На сей раз отсрочка была, правда, недолгой. Уже двадцатого мая князь Мещерский удостоился приема у императора. Аудиенция была назначена в Петергофе, куда Николай I переехал так рано в ожидании английской эскадры, которую готовились принять со всеми возможными почестями. Но и здесь, как и в Зимнем, да, впрочем, и во всей империи, царил высочайше предустановленный порядок. Доклады министров и прочих сановников производились в точно определенные часы ч минуты, для каждого ведомства был высочайше утвержден не только покрой мундира, но и цвет подкладки, образец усов, форма прически. По всей империи должна была царить любезная сердцу государя гармония.

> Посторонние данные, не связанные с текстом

/// Run one tool call for the given caller
pub async fn dispatch_tool(state: &AppState, identity: Option<&Identity>, name: &str, input: Value) -> DomainResult<Value> {
    log::info!(target: "taskspace.tools", "tool call {}", name);
    let limits = &state.config;

    let result = match name {
        "listSpaces" => {
            let input: LimitInput = parse(input)?;
            let page = commands::list_spaces(state, identity, Default::default()).await?;
            to_json(take(page.page, limits.clamp_limit(input.limit)))
        }
        "getSpace" => {
            let input: SpaceInput = parse(input)?;
            to_json(commands::get_space(state, identity, IdArgs { id: input.space_id }).await?)
        }
        "findSpaceByName" => {
            let input: SearchInput = parse(input)?;
            let tenant = resolve_tenant(identity)?;
            let spaces = state.repos.spaces.search(&tenant.organization_id, &checked_query(&input.query)?).await?;
            to_json(take(spaces, limits.clamp_limit(input.limit)))
        }
        "listListsBySpace" => {
            let input: SpaceInput = parse(input)?;
            let args = commands::ListBySpaceArgs { space_id: input.space_id, pagination_opts: None };
            let page = commands::list_lists_by_space(state, identity, args).await?;
            to_json(take(page.page, limits.clamp_limit(input.limit)))
        }
        "getList" => {
            let input: ListInput = parse(input)?;
            to_json(commands::get_list(state, identity, IdArgs { id: input.list_id }).await?)
        }
        "findListByName" => {
            let input: SearchInput = parse(input)?;
            let tenant = resolve_tenant(identity)?;
            let lists = state.repos.lists.search(&tenant.organization_id, &checked_query(&input.query)?).await?;
            let lists = lists
                .into_iter()
                .filter(|l| input.space_id.map_or(true, |space_id| l.space_id == space_id))
                .collect();
            to_json(take(lists, limits.clamp_limit(input.limit)))
        }
        "listTasks" => {
            let input: ListInput = parse(input)?;
            let page = match input.status {
                Some(status) => {
                    let args = commands::ListByStatusArgs { list_id: input.list_id, status, pagination_opts: None };
                    commands::list_tasks_by_list_and_status(state, identity, args).await?
                }
                None => {
                    let args = commands::ListByListArgs { list_id: input.list_id, pagination_opts: None };
                    commands::list_tasks_by_list(state, identity, args).await?
                }
            };
            to_json(take(page.page, limits.clamp_limit(input.limit)))
        }
        "getTask" => {
            let input: TaskInput = parse(input)?;
            to_json(commands::get_task(state, identity, IdArgs { id: input.task_id }).await?)
        }
        "findTask" => {
            let input: SearchInput = parse(input)?;
            let tenant = resolve_tenant(identity)?;
            let tasks = state.repos.tasks.search(&tenant.organization_id, &checked_query(&input.query)?).await?;
            let tasks = tasks
                .into_iter()
                .filter(|t| input.list_id.map_or(true, |list_id| t.list_id == list_id))
                .collect();
            to_json(take(tasks, limits.clamp_limit(input.limit)))
        }

        "createSpace" => {
            let input: CreateSpaceInput = parse(input)?;
            checked_color(&input.color)?;
            let args = commands::CreateSpaceArgs {
                name: input.name,
                description: input.description,
                color: Some(input.color),
                icon: Some(input.icon),
            };
            let space = commands::create_space(state, identity, args).await?;
            Ok(json!(space.id))
        }
        "updateSpace" => {
            let input: UpdateSpaceInput = parse(input)?;
            if let Some(color) = &input.color {
                checked_color(color)?;
            }
            let args = commands::UpdateSpaceArgs {
                id: input.space_id,
                name: input.name,
                description: input.description,
                color: input.color,
                icon: input.icon,
            };
            let space = commands::update_space(state, identity, args).await?;
            Ok(json!(space.id))
        }
        "createList" => {
            let input: CreateListInput = parse(input)?;
            let args = commands::CreateListArgs {
                space_id: input.space_id,
                name: input.name,
                ..Default::default()
            };
            let list = commands::create_list(state, identity, args).await?;
            Ok(json!(list.id))
        }
        "updateList" => {
            let input: UpdateListInput = parse(input)?;
            let args = commands::UpdateListArgs {
                id: input.list_id,
                name: input.name,
                space_id: input.space_id,
                ..Default::default()
            };
            let list = commands::update_list(state, identity, args).await?;
            Ok(json!(list.id))
        }
        "createTask" => {
            let args: commands::CreateTaskArgs = parse(input)?;
            let task = commands::create_task(state, identity, args).await?;
            Ok(json!(task.id))
        }
        "updateTask" => {
            let input: UpdateTaskInput = parse(input)?;
            let args = commands::UpdateTaskArgs {
                id: input.task_id,
                title: input.title,
                description: input.description,
                list_id: None,
                status: input.status,
                priority: input.priority,
                assignee_ids: input.assignee_ids,
                start_date: input.start_date,
                due_date: input.due_date,
            };
            let task = commands::update_task(state, identity, args).await?;
            Ok(json!(task.id))
        }

        other => Err(DomainError::BadRequest(format!("Unknown tool: {}", other))),
    };

    if let Err(e) = &result {
        log::warn!(target: "taskspace.tools", "tool {} failed: {}", name, e);
    }
    result
}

Сам Николай был облачен в темно-зеленый кавалергардский мундир. Грудь обложена ватой, стройные ноги обтянуты белоснежными лосинами, недавно отпущенные усы, которые отныне могли носить лишь военные, устремлены вверх острыми стрелами.

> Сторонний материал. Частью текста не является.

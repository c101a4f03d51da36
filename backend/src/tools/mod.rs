//! Tool surface for the chat assistant
//!
//! JSON-schema tool definitions plus a name-based dispatcher. The agent
//! runtime hands tool calls to [`dispatch_tool`] together with the caller's
//! identity.

mod context;
mod definitions;
mod dispatch;

use serde_json::Value;

pub use context::{scope_guidance, ToolScope};
pub use dispatch::dispatch_tool;

/// Every tool definition, read tools first
pub fn tool_definitions() -> Vec<Value> {
    let mut tools = definitions::read_definitions();
    tools.extend(definitions::write_definitions());
    tools
}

Аудиенция подходила к концу. Последним князь представил на благоусмотрение императора решение Синода о снятии с монаха Иакинфа иноческого сана и о совершенном исключении его из духовного звания с причислением к министерству иностранных дел в качестве светского чиновника. Дело это Мещерский считал предрешенным, раз уж государь соизволил повелеть Синоду рассмотреть оное безо всякой очереди.

Но тут в кабинет неожиданно вошел генерал-адъютант Бенкендорф с тщательно начесанными на высокий лоб волосами и без привычной улыбки на розовом, холеном лице.

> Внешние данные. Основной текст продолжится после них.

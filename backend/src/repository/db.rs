//! Database Connection and Setup
//!
//! Manages SQLite database connection and migrations.

use rusqlite::Connection;
use std::path::{Path, PathBuf};
use std::sync::Arc;
use tokio::sync::Mutex;

/// Shared handle to the single SQLite connection
pub type SharedConnection = Arc<Mutex<Option<Connection>>>;

/// Database state wrapper
#[derive(Clone)]
pub struct DbState {
    pub conn: SharedConnection,
    pub db_path: PathBuf,
}

impl DbState {
    pub fn new(db_path: PathBuf) -> Self {
        Self {
            conn: Arc::new(Mutex::new(None)),
            db_path,
        }
    }

    /// Shared connection handle for repositories
    pub fn connection(&self) -> SharedConnection {
        self.conn.clone()
    }

    pub async fn is_ready(&self) -> bool {
        self.conn.lock().await.is_some()
    }
}

/// Initialize database with path (`:memory:` for an in-memory database)
pub async fn init_db(db_path: &Path) -> Result<DbState, String> {
    let conn = if db_path == Path::new(":memory:") {
        Connection::open_in_memory()
    } else {
        if let Some(parent) = db_path.parent() {
            if !parent.as_os_str().is_empty() {
                std::fs::create_dir_all(parent)
                    .map_err(|e| format!("Failed to create db dir: {}", e))?;
            }
        }
        Connection::open(db_path)
    }
    .map_err(|e| format!("Failed to open db: {}", e))?;

    // Run migrations
    run_migrations(&conn)?;

    let state = DbState::new(db_path.to_path_buf());
    *state.conn.lock().await = Some(conn);

    log::info!(target: "taskspace.db", "Database ready at {}", db_path.display());
    Ok(state)
}

/// Check if a column exists in a table
fn column_exists(conn: &Connection, table: &str, column: &str) -> bool {
    let query = format!("PRAGMA table_info({})", table);
    let Ok(mut stmt) = conn.prepare(&query) else {
        return false;
    };
    let Ok(names) = stmt.query_map([], |row| row.get::<_, String>(1)) else {
        return false;
    };
    let found = names.flatten().any(|name| name == column);
    found
}

/// Run database migrations
fn run_migrations(conn: &Connection) -> Result<(), String> {
    conn.execute(
        "CREATE TABLE IF NOT EXISTS spaces (
            id INTEGER PRIMARY KEY AUTOINCREMENT,
            name TEXT NOT NULL,
            description TEXT,
            color TEXT NOT NULL,
            icon TEXT NOT NULL,
            organization_id TEXT NOT NULL,
            sort_order INTEGER NOT NULL DEFAULT 0,
            created_at INTEGER NOT NULL,
            updated_at INTEGER NOT NULL
        )",
        [],
    )
    .map_err(|e| e.to_string())?;

    conn.execute(
        "CREATE TABLE IF NOT EXISTS lists (
            id INTEGER PRIMARY KEY AUTOINCREMENT,
            name TEXT NOT NULL,
            description TEXT,
            color TEXT,
            space_id INTEGER NOT NULL,
            organization_id TEXT NOT NULL,
            sort_order INTEGER NOT NULL DEFAULT 0,
            created_at INTEGER NOT NULL,
            updated_at INTEGER NOT NULL
        )",
        [],
    )
    .map_err(|e| e.to_string())?;

    conn.execute(
        "CREATE TABLE IF NOT EXISTS tasks (
            id INTEGER PRIMARY KEY AUTOINCREMENT,
            title TEXT NOT NULL,
            description TEXT,
            list_id INTEGER NOT NULL,
            status TEXT NOT NULL DEFAULT 'todo',
            sort_order INTEGER NOT NULL DEFAULT 0,
            priority TEXT,
            organization_id TEXT NOT NULL,
            created_at INTEGER NOT NULL,
            updated_at INTEGER NOT NULL
        )",
        [],
    )
    .map_err(|e| e.to_string())?;

    // Scheduling and assignment columns were added after the first release
    if !column_exists(conn, "tasks", "assignee_ids") {
        conn.execute("ALTER TABLE tasks ADD COLUMN assignee_ids TEXT NOT NULL DEFAULT '[]'", [])
            .map_err(|e| format!("Failed to add assignee_ids: {}", e))?;
    }

    if !column_exists(conn, "tasks", "start_date") {
        conn.execute("ALTER TABLE tasks ADD COLUMN start_date INTEGER", [])
            .map_err(|e| format!("Failed to add start_date: {}", e))?;
    }

    if !column_exists(conn, "tasks", "due_date") {
        conn.execute("ALTER TABLE tasks ADD COLUMN due_date INTEGER", [])
            .map_err(|e| format!("Failed to add due_date: {}", e))?;
    }

    conn.execute(
        "CREATE TABLE IF NOT EXISTS onboarding (
            id INTEGER PRIMARY KEY AUTOINCREMENT,
            organization_id TEXT NOT NULL UNIQUE,
            workspace_type TEXT,
            manage_type TEXT,
            created_at INTEGER NOT NULL
        )",
        [],
    )
    .map_err(|e| e.to_string())?;

    // Ordered range scans per scope
    conn.execute_batch(
        "CREATE INDEX IF NOT EXISTS idx_spaces_org_order ON spaces(organization_id, sort_order);
         CREATE INDEX IF NOT EXISTS idx_lists_space_order ON lists(space_id, sort_order);
         CREATE INDEX IF NOT EXISTS idx_lists_org ON lists(organization_id);
         CREATE INDEX IF NOT EXISTS idx_tasks_org_list ON tasks(organization_id, list_id);
         CREATE INDEX IF NOT EXISTS idx_tasks_org_list_status_order ON tasks(organization_id, list_id, status, sort_order);",
    )
    .map_err(|e| e.to_string())?;

    Ok(())
}

#[cfg(test)]
mod tests {
    use super::*;

    #[tokio::test]
    async fn test_init_in_memory() {
        let state = init_db(Path::new(":memory:")).await.unwrap();
        assert!(state.is_ready().await);

        let guard = state.conn.lock().await;
        let conn = guard.as_ref().unwrap();
        assert!(column_exists(conn, "tasks", "assignee_ids"));
        assert!(column_exists(conn, "lists", "space_id"));
        assert!(!column_exists(conn, "lists", "status"));
    }

    #[tokio::test]
    async fn test_migrations_are_idempotent_on_disk() {
        let dir = tempfile::tempdir().unwrap();
        let path = dir.path().join("nested").join("taskspace.db");

        init_db(&path).await.unwrap();
        let reopened = init_db(&path).await.unwrap();
        assert!(reopened.is_ready().await);
        assert!(path.exists());
    }
}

Видно, какое-то важное дело заставило графа нарушить строгий порядок и прервать неоконченную аудиенцию.

— Придется тебе, князь, подождать, — проговорил император негромко. Тяжелый его подбородок опустился на шитый золотом воротник мундира. — Слушаю, граф.

— Ваше величество, только что получено из Иркутска письмо от известного вам лица, и я счел долгом немедленно доложить вам. Не изволите ли взглянуть сами, государь, на отчеркнутые мною места.

Это было письмо Романа Медокса, освобожденного Николаем из Шлиссельбургской крепости и в звании рядового высочайшим повелением сосланного в Восточную Сибирь. Жил тот в Иркутске второй год на положении, которое вызывало недоумение у тамошнего начальства. Сам генерал-губернатор сибирский не знал, как обращаться с сим рядовым, который живет, однако, на частной квартире в обывательском доме, носит партикулярное платье и в службу никуда не ходит.

"По сделанному мне вопросу, — писал Медокс, — я средь сильной борьбы чувств, при всевозможном отвращении от доносов, наконец вынужден священнейшим долгом писать к вашему высокопревосходительству как для открытия тайны, могущей иметь чрезвычайные последствия, так и для совершенного отклонения от себя подозрений в деле, которое кажется мне гнусно паче всякого доноса, — гнусно тем более, что после четырнадцатилетнего ужасного заточения в Шлиссельбурге, освобожденный милосердием государя, обязан его величеству жизнию…

Впрочем, о всей беспредельной благодарности моей может судить лишь тот, кто, подобно мне, быв долго узником в сыром и темном углу, вдруг очутился велением милосердного царя под светлым сводом неба…

Зная вашу близость и несомненную преданность к его величеству, я уже давно колеблюсь мыслию писать к вам, но, признаюсь, всегда удерживался наиболее ненавистью к доносам и страхом казаться подло ищущим личных польз в деле столь прискорбном, сопряженном с падением многих. Теперь, будучи спрашиваем, удобнее объясниться истинно алчущий счастьем быть полезным…"

Николай нетерпеливо перевернул страницу. Письмо было длинное — целая тетрадь, исписанная четким, убористым почерком.

— Да, это надобно прочесть со всем вниманием. А пока, граф, передай в двух словах самое главное. Князь подождет.